We were equally excited and nervous as we stood in the atrium at Loyola with everyone else in Eli's class. Eli had interviewed at many programs in the Midwest and the Pacific Northwest and we put a lot of thought into our rank list. Even though Eli had chosen to do Family Medicine, a relatively non-competitive specialty, anything could happen and we were prepared for whatever the envelope held. More than anything, we had prayed and were trusting that God would send us wherever He felt would be the best place to prepare us for Africa.
Finally, the time had come. Eli opened the envelope and we read the letter together.

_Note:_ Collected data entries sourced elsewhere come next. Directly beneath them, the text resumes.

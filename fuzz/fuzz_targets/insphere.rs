#![no_main]

use adaptive_predicates::{insphere, Point3};
use libfuzzer_sys::fuzz_target;

/// Keeps every intermediate product clear of overflow and underflow.
fn in_range(v: f64) -> bool {
    v == 0.0 || (1e-20..1e20).contains(&v.abs())
}

fuzz_target!(|data: [(f64, f64, f64); 5]| {
    if !data.iter().all(|&(x, y, z)| in_range(x) && in_range(y) && in_range(z)) {
        return;
    }
    let [pa, pb, pc, pd, pe] = data.map(Point3::from);

    let result = insphere(pa, pb, pc, pd, pe);
    assert!(result.is_finite());

    let swapped = insphere(pb, pa, pc, pd, pe);
    assert_eq!(result > 0.0, swapped < 0.0);
    assert_eq!(result == 0.0, swapped == 0.0);
});
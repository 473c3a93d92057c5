// Copyright 2017 The Spade Developers.
// Copyright 2020 The GeoRust Project Developers.
//
// Licensed under the Apache License, Version 2.0 <LICENSE-APACHE or
// http://www.apache.org/licenses/LICENSE-2.0> or the MIT license
// <LICENSE-MIT or http://opensource.org/licenses/MIT>, at your
// option. This file may not be copied, modified, or distributed
// except according to those terms.

use core::fmt;

/// The closed set of predicates offered by this crate.
#[derive(Copy, Clone, Debug, PartialEq, Eq, Hash)]
pub enum Predicate {
    Orient2D,
    Orient3D,
    InCircle,
    InSphere,
}

impl Predicate {
    /// Dimension of the input points.
    pub const fn dimension(self) -> usize {
        match self {
            Predicate::Orient2D | Predicate::InCircle => 2,
            Predicate::Orient3D | Predicate::InSphere => 3,
        }
    }

    /// Number of points the predicate takes.
    pub const fn arity(self) -> usize {
        match self {
            Predicate::Orient2D => 3,
            Predicate::Orient3D | Predicate::InCircle => 4,
            Predicate::InSphere => 5,
        }
    }

    /// Lowercase function name, as used by [`Display`](fmt::Display).
    pub const fn name(self) -> &'static str {
        match self {
            Predicate::Orient2D => "orient2d",
            Predicate::Orient3D => "orient3d",
            Predicate::InCircle => "incircle",
            Predicate::InSphere => "insphere",
        }
    }
}

impl fmt::Display for Predicate {
    fn fmt(&self, f: &mut fmt::Formatter<'_>) -> fmt::Result {
        f.write_str(self.name())
    }
}
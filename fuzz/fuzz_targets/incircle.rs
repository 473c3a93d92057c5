#![no_main]

use adaptive_predicates::{incircle, Point2};
use libfuzzer_sys::fuzz_target;

/// Keeps every intermediate product clear of overflow and underflow.
fn in_range(v: f64) -> bool {
    v == 0.0 || (1e-20..1e20).contains(&v.abs())
}

fuzz_target!(|data: [(f64, f64); 4]| {
    if !data.iter().all(|&(x, y)| in_range(x) && in_range(y)) {
        return;
    }
    let [pa, pb, pc, pd] = data.map(Point2::from);

    let result = incircle(pa, pb, pc, pd);
    assert!(result.is_finite());

    let swapped = incircle(pb, pa, pc, pd);
    assert_eq!(result > 0.0, swapped < 0.0);
    assert_eq!(result == 0.0, swapped == 0.0);
});
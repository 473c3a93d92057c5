#![no_main]

use adaptive_predicates::{orient3d, Point3};
use libfuzzer_sys::fuzz_target;

/// Keeps every intermediate product clear of overflow and underflow.
fn in_range(v: f64) -> bool {
    v == 0.0 || (1e-20..1e20).contains(&v.abs())
}

fuzz_target!(|data: [(f64, f64, f64); 4]| {
    if !data.iter().all(|&(x, y, z)| in_range(x) && in_range(y) && in_range(z)) {
        return;
    }
    let [pa, pb, pc, pd] = data.map(Point3::from);

    let result = orient3d(pa, pb, pc, pd);
    assert!(result.is_finite());

    let swapped = orient3d(pb, pa, pc, pd);
    assert_eq!(result > 0.0, swapped < 0.0);
    assert_eq!(result == 0.0, swapped == 0.0);
});
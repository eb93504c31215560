use serde::{Deserialize, Serialize};

/// A pixel coordinate on the page grid, in (row, col) order.
///
/// The derived `Ord` compares row first, then col; the planner relies on this
/// for deterministic tie-breaking in its priority queue.
#[derive(Clone, Copy, Debug, PartialEq, Eq, PartialOrd, Ord, Hash, Serialize, Deserialize)]
pub struct Node {
    pub row: i32,
    pub col: i32,
}

impl Node {
    #[inline]
    pub fn new(row: i32, col: i32) -> Self {
        Self { row, col }
    }

    /// Euclidean distance to `other`.
    #[inline]
    pub fn distance(&self, other: Node) -> f64 {
        let dr = (self.row - other.row) as f64;
        let dc = (self.col - other.col) as f64;
        (dr * dr + dc * dc).sqrt()
    }
}

impl std::fmt::Display for Node {
    fn fmt(&self, f: &mut std::fmt::Formatter<'_>) -> std::fmt::Result {
        write!(f, "({}, {})", self.row, self.col)
    }
}
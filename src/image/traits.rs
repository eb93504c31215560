pub trait ImageView {
    type Pixel: Copy;

    fn width(&self) -> usize;
    fn height(&self) -> usize;

    fn row(&self, y: usize) -> &[Self::Pixel];

    fn rows(&self) -> Rows<'_, Self>
    where
        Self: Sized,
    {
        Rows { image: self, y: 0 }
    }
}

pub trait ImageViewMut: ImageView {
    fn row_mut(&mut self, y: usize) -> &mut [Self::Pixel];

    fn rows_mut(&mut self) -> RowsMut<'_, Self>
    where
        Self: Sized,
    {
        RowsMut { image: self, y: 0 }
    }
}

pub struct Rows<'a, I: ?Sized + ImageView> {
    image: &'a I,
    y: usize,
}

impl<'a, I: ImageView> Iterator for Rows<'a, I> {
    type Item = &'a [I::Pixel];

    fn next(&mut self) -> Option<Self::Item> {
        if self.y >= self.image.height() {
            return None;
        }
        let y = self.y;
        self.y += 1;
        Some(self.image.row(y))
    }
}

pub struct RowsMut<'a, I: ?Sized + ImageViewMut> {
    image: &'a mut I,
    y: usize,
}

impl<'a, I: ImageViewMut> Iterator for RowsMut<'a, I> {
    type Item = &'a mut [I::Pixel];

    fn next(&mut self) -> Option<Self::Item> {
        if self.y >= self.image.height() {
            return None;
        }
        // Reborrow trick to obtain a new &mut for each row
        let y = self.y;
        self.y += 1;
        let ptr = self.image as *mut I;
        // SAFETY: Each row y is returned at most once and rows do not alias.
        Some(unsafe { (&mut *ptr).row_mut(y) })
    }
}
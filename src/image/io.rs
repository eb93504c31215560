//! I/O helpers for grayscale pages and JSON reports.
//!
//! - `load_grayscale_image`: read a PNG/JPEG/etc. into an owned 8-bit gray buffer.
//! - `save_grayscale_u8`: write an owned 8-bit gray buffer to disk.
//! - `binarize_in_place`: snap a grayscale scan to the {0, 255} ink convention.
//! - `write_json_file`: pretty-print a serializable value to disk.
use super::u8::{GrayU8, BACKGROUND, INK};
use super::ImageViewMut;
use image::{DynamicImage, ImageBuffer, Luma};
use serde::Serialize;
use std::fs;
use std::path::Path;

/// Load an image from disk and convert to 8-bit grayscale.
pub fn load_grayscale_image(path: &Path) -> Result<GrayU8, String> {
    let img = image::open(path)
        .map_err(|e| format!("Failed to open {}: {e}", path.display()))?
        .into_luma8();
    let w = img.width() as usize;
    let h = img.height() as usize;
    GrayU8::from_raw(w, h, img.into_raw())
        .ok_or_else(|| format!("Unexpected buffer size for {}", path.display()))
}

/// Save an 8-bit grayscale buffer; the format is inferred from the extension.
pub fn save_grayscale_u8(buffer: &GrayU8, path: &Path) -> Result<(), String> {
    ensure_parent_dir(path)?;
    let img: ImageBuffer<Luma<u8>, Vec<u8>> =
        ImageBuffer::from_raw(buffer.w as u32, buffer.h as u32, buffer.data.clone())
            .ok_or_else(|| "Failed to create image buffer".to_string())?;
    DynamicImage::ImageLuma8(img)
        .save(path)
        .map_err(|e| format!("Failed to save {}: {e}", path.display()))
}

/// Threshold a grayscale scan into the binary page convention: pixels below
/// `threshold` become ink (0), everything else background (255).
pub fn binarize_in_place(buffer: &mut GrayU8, threshold: u8) {
    for row in buffer.rows_mut() {
        for v in row {
            *v = if *v < threshold { INK } else { BACKGROUND };
        }
    }
}

/// Serialize a value as pretty JSON to `path`, creating parent directories.
pub fn write_json_file<T: Serialize>(path: &Path, value: &T) -> Result<(), String> {
    ensure_parent_dir(path)?;
    let json = serde_json::to_string_pretty(value)
        .map_err(|e| format!("Failed to serialize JSON for {}: {e}", path.display()))?;
    fs::write(path, json).map_err(|e| format!("Failed to write JSON {}: {e}", path.display()))
}

pub(crate) fn ensure_parent_dir(path: &Path) -> Result<(), String> {
    if let Some(parent) = path.parent() {
        if !parent.as_os_str().is_empty() {
            fs::create_dir_all(parent)
                .map_err(|e| format!("Failed to create {}: {e}", parent.display()))?;
        }
    }
    Ok(())
}

#[cfg(test)]
mod tests {
    use super::*;

    #[test]
    fn binarize_maps_around_threshold() {
        let mut img = GrayU8::from_raw(4, 1, vec![0, 127, 128, 255]).unwrap();
        binarize_in_place(&mut img, 128);
        assert_eq!(img.data, vec![INK, INK, BACKGROUND, BACKGROUND]);
    }
}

It said Duluth. Duluth! We had matched to our top choice! We hugged each other and let the news sink in. It meant Eli would get full-spectrum training and could be C-section certified. It meant having the opportunity to do a rural rotation. It meant being in the north woods. It meant staying in the Midwest and being relatively close to family. It meant joy for us!

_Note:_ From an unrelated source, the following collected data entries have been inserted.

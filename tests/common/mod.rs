pub mod synthetic_page;
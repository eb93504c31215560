//! Navigable grid over a binarized page and its vertical distance map.
//!
//! Nodes are pixel coordinates; edges connect a node to its eight neighbors
//! at a configurable step. The adapter only answers local queries (bounds,
//! ink, clearance, neighbors); all routing policy lives in the cost model and
//! the planner.

use crate::distance::{DistanceMap, NO_INK};
use crate::image::u8::{GrayU8, INK};
use crate::types::Node;

/// The eight unit moves, in the fixed order the planner expands neighbors.
/// The order is observable: it affects A* tie-breaking.
pub const DIRECTIONS: [(i32, i32); 8] = [
    (-1, -1),
    (-1, 0),
    (-1, 1),
    (0, -1),
    (0, 1),
    (1, -1),
    (1, 0),
    (1, 1),
];

/// Read-only view over one page used by a single planner run.
pub struct LineGrid<'a> {
    raster: &'a GrayU8,
    clearance: &'a DistanceMap,
}

impl<'a> LineGrid<'a> {
    pub fn new(raster: &'a GrayU8, clearance: &'a DistanceMap) -> Self {
        Self { raster, clearance }
    }

    #[inline]
    pub fn width(&self) -> usize {
        self.raster.w
    }

    #[inline]
    pub fn height(&self) -> usize {
        self.raster.h
    }

    /// (width, height) of the underlying raster.
    pub fn raster_shape(&self) -> (usize, usize) {
        (self.raster.w, self.raster.h)
    }

    /// (width, height) of the underlying distance map.
    pub fn clearance_shape(&self) -> (usize, usize) {
        (self.clearance.w, self.clearance.h)
    }

    /// Shape agreement between the raster and the distance map.
    pub fn is_consistent(&self) -> bool {
        self.raster_shape() == self.clearance_shape()
    }

    #[inline]
    pub fn in_bounds(&self, node: Node) -> bool {
        node.row >= 0
            && (node.row as usize) < self.raster.h
            && node.col >= 0
            && (node.col as usize) < self.raster.w
    }

    /// Whether the pixel at `node` is an ink stroke. Callers must pass an
    /// in-bounds node.
    #[inline]
    pub fn is_ink(&self, node: Node) -> bool {
        debug_assert!(self.in_bounds(node));
        self.raster.get(node.row as usize, node.col as usize) == INK
    }

    /// Vertical clearance at `node`: the distance-map entry, or +∞ where the
    /// map holds the no-ink sentinel.
    #[inline]
    pub fn vertical_clearance(&self, node: Node) -> f64 {
        debug_assert!(self.in_bounds(node));
        let dist = self.clearance.get(node.row as usize, node.col as usize);
        if dist < NO_INK {
            dist as f64
        } else {
            f64::INFINITY
        }
    }

    /// The up-to-eight in-bounds neighbors of `node` at the given step, in
    /// the fixed [`DIRECTIONS`] order.
    pub fn neighbors(&self, node: Node, step: u32) -> Vec<Node> {
        let step = step as i32;
        let mut out = Vec::with_capacity(8);
        for (dr, dc) in DIRECTIONS {
            let neighbor = Node::new(node.row + step * dr, node.col + step * dc);
            if self.in_bounds(neighbor) {
                out.push(neighbor);
            }
        }
        out
    }
}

We didn't take it for granted. There were certainly people who didn't match where they wanted, or even in the specialty they wanted. There was no lack of emotion in that room when the envelopes were ripped open. Tears of joy mixed with tears of grief all around us. We were among the former and we thanked God for His mercy. We had turned in our rank list like everyone else and invited God to move through the process and send us where He wanted to. Since we matched to Duluth, we trusted that God must have wanted us there.
We were moving from one season of preparation to another. We were trading four years of med school for three years of residency. We were graduating from grad school and jumping into jobs and babies, all the while continuing to prepare for what was still years away. We didn't know the entirety of what Duluth held for us, but we knew it held further preparation: preparation of our skills and talents, and preparation of our hearts and minds as well.
After these past seven years, we've learned the value of preparing for what lies ahead. We've been continually humbled as we've learned how much we don't know and how much we have yet to learn. We've been reminded that no amount of preparation will really prepare a person for picking up and moving overseas to live and breathe and minister to a people yet unknown. But we've also been reminded that no amount of gumption and energy and zeal will replace even a half-hearted attempt to prepare for what God has called a person to.
So we readied ourselves to trade one season of preparation for another, and we celebrated by hosting a Match Party at our apartment with our Small Group. Most people in Chicago had no idea where Duluth was and we enjoyed educating our friends about the fabulous place that is Northern Minnesota along with the flannel-wearing culture up there. Some of the guys even indulged in the chance to wear flannel with us as we looked toward living in the north woods!
Less than three months after we matched to Duluth, Eli graduated from Loyola and became an official M.D. The next day we got on the road and headed north, where the air is cooler and clearer, and where, for us at least, the environment induces reflection and refinement. It would prove to be a good place to prepare.